Bikers' main grievance with the Ford administration, then, isn't so much that no progress has been made as that improvements aren't happening where they'd make the most difference.
The philosophy of current cycling policy, as laid out in the mayor's 2011 Bike Plan update, is to build bikeways only "where the community supports them and where they do not impede traffic flow." This means the city will readily tear out lanes that are perceived to cause traffic problems (see Jarvis, Birchmount, and Pharmacy) but is also prepared to make significant investments in cycling infrastructure as long as motorists face minimal impact.

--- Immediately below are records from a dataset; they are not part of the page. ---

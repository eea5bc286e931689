//! HTTP adapter mapping for domain errors.
//!
//! Purpose: keep the domain error type HTTP-agnostic while allowing Actix
//! handlers to turn domain failures into consistent JSON responses and status
//! codes. Extractor failures (malformed JSON bodies, non-numeric path ids)
//! are routed through the same payload shape.

use actix_web::error::{JsonPayloadError, PathError};
use actix_web::{HttpRequest, HttpResponse, ResponseError, http::StatusCode, web};
use serde_json::json;
use tracing::{debug, error};

use crate::domain::{Error, ErrorCode, TRACE_ID_HEADER};

/// Convenient result alias for HTTP handlers.
pub type ApiResult<T> = Result<T, Error>;

fn status_for(code: ErrorCode) -> StatusCode {
    match code {
        ErrorCode::InvalidRequest => StatusCode::BAD_REQUEST,
        ErrorCode::UnprocessableEntity => StatusCode::UNPROCESSABLE_ENTITY,
        ErrorCode::NotFound => StatusCode::NOT_FOUND,
        ErrorCode::UpstreamFailure | ErrorCode::InternalError => {
            StatusCode::INTERNAL_SERVER_ERROR
        }
    }
}

fn redact_if_internal(error: &Error) -> Error {
    if matches!(error.code(), ErrorCode::InternalError) {
        let mut redacted = Error::internal("Internal server error");
        if let Some(id) = error.trace_id() {
            redacted = redacted.with_trace_id(id.to_owned());
        }
        redacted
    } else {
        error.clone()
    }
}

impl ResponseError for Error {
    fn status_code(&self) -> StatusCode {
        status_for(self.code())
    }

    fn error_response(&self) -> HttpResponse {
        let mut builder = HttpResponse::build(self.status_code());
        if let Some(id) = self.trace_id() {
            builder.insert_header((TRACE_ID_HEADER, id.to_owned()));
        }

        builder.json(redact_if_internal(self))
    }
}

impl From<actix_web::Error> for Error {
    fn from(err: actix_web::Error) -> Self {
        error!(error = %err, "actix error promoted to domain error");
        Error::internal("Internal server error")
    }
}

/// Extractor configuration turning a rejected JSON body into a 422 payload.
///
/// # Examples
/// ```
/// use actix_web::App;
/// use dataproc::inbound::http::error::json_config;
///
/// let app = App::new().app_data(json_config());
/// ```
pub fn json_config() -> web::JsonConfig {
    web::JsonConfig::default().error_handler(json_error_handler)
}

/// Extractor configuration turning a malformed path segment into a 422 payload.
pub fn path_config() -> web::PathConfig {
    web::PathConfig::default().error_handler(path_error_handler)
}

fn json_error_handler(err: JsonPayloadError, _req: &HttpRequest) -> actix_web::Error {
    debug!(error = %err, "rejected request body");
    Error::unprocessable("Request body is not a valid user")
        .with_details(json!({ "reason": err.to_string() }))
        .into()
}

fn path_error_handler(err: PathError, _req: &HttpRequest) -> actix_web::Error {
    debug!(error = %err, "rejected path parameter");
    Error::unprocessable("User ID must be an integer")
        .with_details(json!({ "field": "user_id", "code": "invalid_id" }))
        .into()
}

Over the next five years, $45 million has been earmarked for capital bike projects. That's no small amount, but very little is going to new, on-street bikeways. All but one of the proposed separated lanes would be upgrades to existing painted routes, and two-thirds of the money is going to recreational trails in parks and hydro corridors, far removed from the busy roads where hundreds of riders are injured every year.
As long as the priority is limiting motorists' aggravation, efforts to improve cycling safety are doomed to be minimal. "There are few remaining opportunities to accommodate bicycle lanes on Toronto roadways without reducing traffic capacity," noted a Transportation Services report last year. When bike initiatives clash with driver needs, guess who wins?
While they wait on a new philosophy to take hold at City Hall, cycling advocates are learning to take what they can get under Ford, and hope that last year's lane removals won't be repeated.
"Every year we get little dribs and drabs, but eventually it adds up to something," says activist Dave Meslin. "The main thing is that we're never moving backwards."